(Excerpts from a dataset)
※ ※ ※
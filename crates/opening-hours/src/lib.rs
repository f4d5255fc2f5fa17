//! # opening-hours
//!
//! Compute when a location is open or closed within a date range.
//!
//! Regular hours (usually recurring) and exceptions (holidays, special
//! closures or openings) come from independent sources. The engine validates
//! them against the requested window, lets exceptions void regular hours on
//! the same day, and flattens overlapping openings and closures into a single
//! chronological, non-overlapping timeline in which closures win.
//!
//! ## Modules
//!
//! - [`range`]: `DateRange` value type, containment checks, stable sorting
//! - [`occurrence`]: `Occurrence`: a range tagged open/closed with messages
//! - [`cache`]: Cacheability metadata merged through every transformation
//! - [`source`]: `OccurrenceSource` trait, RRULE and listed sources
//! - [`combiner`]: `OpeningHours` service: regular hours + exceptions
//! - [`flatten`]: Sweep-line flattening of overlapping occurrences
//! - [`review`]: Group occurrences by week and day for reports
//! - [`schedule`]: JSON schedules and occurrence records
//! - [`error`]: Error types

pub mod cache;
pub mod combiner;
pub mod error;
pub mod flatten;
pub mod occurrence;
pub mod range;
pub mod review;
pub mod schedule;
pub mod source;

pub use cache::{CacheableMetadata, MaxAge};
pub use combiner::{void_regular_days, OpeningHours};
pub use error::{HoursError, Layer, RangeError, ValidationError};
pub use flatten::flatten;
pub use occurrence::{Occurrence, RegularHourInteraction};
pub use range::{sort_by_start, Containment, DateRange};
pub use review::occurrences_by_week;
pub use schedule::{Location, Schedule};
pub use source::{ListedSource, OccurrenceSource, Recurrence, RecurringSource};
※ ※ ※
ABOUT THIS EXERCISE -> The expected output is the run of lines from the one holding "pub mod review;" to the last line of the entries above, each reproduced character for character.

ANSWER TO THIS TASK ->
pub mod review;
pub mod schedule;
pub mod source;

pub use cache::{CacheableMetadata, MaxAge};
pub use combiner::{void_regular_days, OpeningHours};
pub use error::{HoursError, Layer, RangeError, ValidationError};
pub use flatten::flatten;
pub use occurrence::{Occurrence, RegularHourInteraction};
pub use range::{sort_by_start, Containment, DateRange};
pub use review::occurrences_by_week;
pub use schedule::{Location, Schedule};
pub use source::{ListedSource, OccurrenceSource, Recurrence, RecurringSource};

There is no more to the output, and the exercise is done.